Les campagnes heureuses (extraits)

 

La poésie est mon mode d'existence. Il n'y a pas eu de commencement , ni de passage, du moins je ne m'en souviens pas. je me suis toujours sentie de ce côté. Sans prérogative aucune, sinon celle de m'être sentie différente, d'en avoir souffert, d'en souffrir encore. Lorsque je dis "mode d'existence", cela signifie avant tout inquiétude. J'ai toujours été inquiète, vulnérable : ce n'est un privilège ni pour moi ni pour mon entourage. je ne vis pas poétiquement dans le sens où je serais en quête de pure beauté.

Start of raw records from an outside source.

//! Fixed-point math utilities for deterministic simulation.
//!
//! Positions, speeds and footprint sizes are all fixed-point so that a
//! replayed command stream produces bit-identical worlds on any CPU.
//! Floats only appear at the edges (protocol input, snapshot output).

use fixed::types::{I32F32, I64F64};
use serde::{Deserialize, Serialize};

/// Fixed-point number type for all simulation math.
///
/// Uses 32 bits for integer part and 32 bits for fractional part.
pub type Fixed = I32F32;

/// Double-width fixed-point type for squared distances.
///
/// Squaring an `I32F32` difference needs up to 128 bits, so distance math
/// widens before multiplying.
pub type WideFixed = I64F64;

/// Largest accepted absolute coordinate on either axis.
///
/// Squared distances between any two points inside these bounds fit in
/// [`WideFixed`] exactly.
pub const COORDINATE_LIMIT: Fixed = Fixed::const_from_int(1_000_000);

/// Fixed-point 2D vector.
#[derive(Debug, Clone, Copy, PartialEq, Eq, Hash, Default, Serialize, Deserialize)]
pub struct Vec2Fixed {
    /// X coordinate.
    #[serde(with = "fixed_serde")]
    pub x: Fixed,
    /// Y coordinate.
    #[serde(with = "fixed_serde")]
    pub y: Fixed,
}

/// Serde support for fixed-point numbers.
///
/// Serializes fixed-point numbers as their raw bit representation (i64)
/// to preserve exact precision across serialization boundaries.
pub mod fixed_serde {
    use super::Fixed;
    use serde::{Deserialize, Deserializer, Serialize, Serializer};

    /// Serialize a fixed-point number as its raw bit representation.
    pub fn serialize<S>(value: &Fixed, serializer: S) -> Result<S::Ok, S::Error>
    where
        S: Serializer,
    {
        value.to_bits().serialize(serializer)
    }

    /// Deserialize a fixed-point number from its raw bit representation.
    pub fn deserialize<'de, D>(deserializer: D) -> Result<Fixed, D::Error>
    where
        D: Deserializer<'de>,
    {
        let bits = i64::deserialize(deserializer)?;
        Ok(Fixed::from_bits(bits))
    }
}

impl Vec2Fixed {
    /// Create a new fixed-point vector.
    #[must_use]
    pub const fn new(x: Fixed, y: Fixed) -> Self {
        Self { x, y }
    }

    /// Zero vector.
    pub const ZERO: Self = Self {
        x: Fixed::ZERO,
        y: Fixed::ZERO,
    };

    /// Build a vector from whole-number coordinates.
    #[must_use]
    pub fn from_int(x: i32, y: i32) -> Self {
        Self::new(Fixed::from_num(x), Fixed::from_num(y))
    }

    /// Build a vector from float coordinates.
    ///
    /// Returns `None` if either coordinate is not finite or lies beyond
    /// [`COORDINATE_LIMIT`].
    #[must_use]
    pub fn from_f64(x: f64, y: f64) -> Option<Self> {
        let position = Self::new(Fixed::checked_from_num(x)?, Fixed::checked_from_num(y)?);
        position.in_bounds().then_some(position)
    }

    /// Whether both coordinates lie within [`COORDINATE_LIMIT`].
    #[must_use]
    pub fn in_bounds(self) -> bool {
        let axis_ok = |v: Fixed| (-COORDINATE_LIMIT..=COORDINATE_LIMIT).contains(&v);
        axis_ok(self.x) && axis_ok(self.y)
    }

    /// Convert to float coordinates for presentation.
    #[must_use]
    pub fn to_f64(self) -> (f64, f64) {
        (self.x.to_num(), self.y.to_num())
    }

    /// Calculate squared distance (avoids sqrt for comparisons).
    ///
    /// Exact for any two in-bounds points. Saturates far outside them.
    #[must_use]
    pub fn distance_squared(self, other: Self) -> WideFixed {
        let dx = WideFixed::from_num(self.x) - WideFixed::from_num(other.x);
        let dy = WideFixed::from_num(self.y) - WideFixed::from_num(other.y);
        dx.saturating_mul(dx).saturating_add(dy.saturating_mul(dy))
    }

    /// Euclidean distance between two points.
    #[must_use]
    pub fn distance(self, other: Self) -> Fixed {
        wide_sqrt(self.distance_squared(other))
    }

    /// Squared length of the vector.
    #[must_use]
    pub fn length_squared(self) -> WideFixed {
        Self::ZERO.distance_squared(self)
    }

    /// Scale both components by `factor`.
    #[must_use]
    pub fn scale(self, factor: Fixed) -> Self {
        Self::new(self.x * factor, self.y * factor)
    }

    /// Normalize vector using fixed-point math.
    #[must_use]
    pub fn normalize(self) -> Self {
        let len = wide_sqrt(self.length_squared());
        if len == Fixed::ZERO {
            return Self::ZERO;
        }

        Self::new(self.x / len, self.y / len)
    }
}

/// Square root of a wide value, narrowed back to [`Fixed`].
///
/// Works on the raw bits: for `v = bits / 2^64`, `sqrt(v) = isqrt(bits) / 2^32`,
/// so perfect squares come out exact. Negative input yields zero and the
/// result saturates at [`Fixed::MAX`].
#[must_use]
pub fn wide_sqrt(value: WideFixed) -> Fixed {
    if value <= WideFixed::ZERO {
        return Fixed::ZERO;
    }

    let root = isqrt_u128(value.to_bits().unsigned_abs());
    Fixed::from_bits(i64::try_from(root).unwrap_or(i64::MAX))
}

/// Integer square root (floor) via Newton's method.
fn isqrt_u128(n: u128) -> u128 {
    if n < 2 {
        return n;
    }

    // Start above the root so the iteration decreases monotonically.
    let bits = 128 - n.leading_zeros();
    let mut x = 1u128 << ((bits + 1) / 2);
    loop {
        let y = (x + n / x) / 2;
        if y >= x {
            return x;
        }
        x = y;
    }
}

impl std::ops::Add for Vec2Fixed {
    type Output = Self;

    fn add(self, rhs: Self) -> Self::Output {
        Self {
            x: self.x + rhs.x,
            y: self.y + rhs.y,
        }
    }
}

impl std::ops::Sub for Vec2Fixed {
    type Output = Self;

    fn sub(self, rhs: Self) -> Self::Output {
        Self {
            x: self.x - rhs.x,
            y: self.y - rhs.y,
        }
    }
}

impl std::fmt::Display for Vec2Fixed {
    fn fmt(&self, f: &mut std::fmt::Formatter<'_>) -> std::fmt::Result {
        write!(f, "({}, {})", self.x, self.y)
    }
}

#[cfg(test)]
mod tests {
    use super::*;

    #[test]
    fn test_vec2_distance_squared() {
        let a = Vec2Fixed::from_int(3, 0);
        let b = Vec2Fixed::from_int(0, 4);
        // 3² + 4² = 25
        assert_eq!(a.distance_squared(b), WideFixed::from_num(25));
    }

    #[test]
    fn test_sqrt_exact_for_perfect_squares() {
        for n in [0, 1, 4, 9, 1600, 10_000, 250_000] {
            let root = wide_sqrt(WideFixed::from_num(n));
            assert_eq!(root * root, Fixed::from_num(n), "sqrt({n}) = {root}");
        }
        assert_eq!(wide_sqrt(WideFixed::from_num(-4)), Fixed::ZERO);
    }

    #[test]
    fn test_sqrt_of_fraction() {
        let root = wide_sqrt(WideFixed::from_num(2.25));
        assert_eq!(root, Fixed::from_num(1.5));
    }

    #[test]
    fn test_distance_345_triangle() {
        let a = Vec2Fixed::ZERO;
        let b = Vec2Fixed::from_int(30, 40);
        assert_eq!(a.distance(b), Fixed::from_num(50));
    }

    #[test]
    fn test_distance_exact_across_the_world() {
        let a = Vec2Fixed::new(-COORDINATE_LIMIT, -COORDINATE_LIMIT);
        let b = Vec2Fixed::new(COORDINATE_LIMIT, COORDINATE_LIMIT);
        // (2e6)² * 2
        assert_eq!(a.distance_squared(b), WideFixed::from_num(8_000_000_000_000_i64));

        let far = Vec2Fixed::from_int(300_000, 400_000);
        assert_eq!(Vec2Fixed::ZERO.distance(far), Fixed::from_num(500_000));
    }

    #[test]
    fn test_distance_squared_saturates_outside_bounds() {
        let a = Vec2Fixed::new(Fixed::MIN, Fixed::MIN);
        let b = Vec2Fixed::new(Fixed::MAX, Fixed::MAX);
        assert_eq!(a.distance_squared(b), WideFixed::MAX);
    }

    #[test]
    fn test_normalize_long_vector() {
        let v = Vec2Fixed::from_int(-50_000, 0).normalize();
        assert_eq!(v, Vec2Fixed::from_int(-1, 0));

        let diagonal = Vec2Fixed::from_int(600_000, 800_000).normalize();
        let err = (diagonal.x - Fixed::from_num(0.6)).abs() + (diagonal.y - Fixed::from_num(0.8)).abs();
        assert!(err < Fixed::from_num(0.0001));
    }

    #[test]
    fn test_vec2_normalize_axis_is_exact() {
        let v = Vec2Fixed::from_int(100, 0).normalize();
        assert_eq!(v, Vec2Fixed::from_int(1, 0));
        assert_eq!(Vec2Fixed::ZERO.normalize(), Vec2Fixed::ZERO);
    }

    #[test]
    fn test_vec2_normalize() {
        let norm = Vec2Fixed::from_int(3, 4).normalize();

        let one = WideFixed::from_num(1);
        let epsilon = one / WideFixed::from_num(10000);
        assert!(
            (norm.length_squared() - one).abs() < epsilon,
            "normalized vector length² should be ~1, got {:?}",
            norm.length_squared()
        );

        // Direction preserved: norm.x * 4 == norm.y * 3
        let ratio_diff = (norm.x * Fixed::from_num(4)) - (norm.y * Fixed::from_num(3));
        assert!(ratio_diff.abs() < Fixed::from_num(0.0001));
    }

    #[test]
    fn test_from_f64_rejects_out_of_range() {
        assert!(Vec2Fixed::from_f64(1.5, -2.0).is_some());
        assert!(Vec2Fixed::from_f64(f64::NAN, 0.0).is_none());
        assert!(Vec2Fixed::from_f64(1e12, 0.0).is_none());
        assert!(Vec2Fixed::from_f64(0.0, -1_000_000.0).is_some());
        assert!(Vec2Fixed::from_f64(1_000_000.5, 0.0).is_none());
        assert!(!Vec2Fixed::new(Fixed::MIN, Fixed::ZERO).in_bounds());
        assert_eq!(Vec2Fixed::from_int(5, 7).to_f64(), (5.0, 7.0));
    }
}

Je vis poétiquement parce que j'essaie de faire quelque chose de mon inquiétude et de mes fragilités. Je considère cela comme un privilège.

(...)

Je n'y mets ni mon salut ni ma perte, ni mes humeurs ni mes joies. J'y consacre ma vie entière.

 

Jean Onimus

Qu'est-ce que le poétique ? (extraits)

Le poétique est une interruption de l’action, ou plutôt la substitution d’une intense activité intérieure à l’activité pratique. On l’a confondu, tout naturellement, avec une fuite dans l’irréel. En fait c‘est une expérience directe du réel, sans recherche d’explication ou d’utilisation, un regard pur, désintéressé, mais passionné : on ne cherche plus à comprendre, mais à ressentir. Ce n’est pas une réflexion mais un accueil actif. Toute conscience agissante doit prendre du recul pour penser et agir ; à l’inverse, la conscience poétique s’unit, pour ainsi dire amoureusement à ce qu’elle a choisi, La conscience agissante se ferme aux perceptions inutiles, se concentre sur le temps de l’action ; l’autre est réceptive et décontractée ; elle est donc plus naturelle, plus spontanée, plus ouverte, On sait que l’action apporte le bonheur, tout intime, qui ne cherche ni résultat, ni progrès, ni performance, c‘est une activité intense, non une paresse, la présence demande, en effet, un effort plus vif que l’activité normale :

« Bien loin donc de m’apparaître comme une évasion,

la poésie me semblait reprise en main, concentration, accomplissement »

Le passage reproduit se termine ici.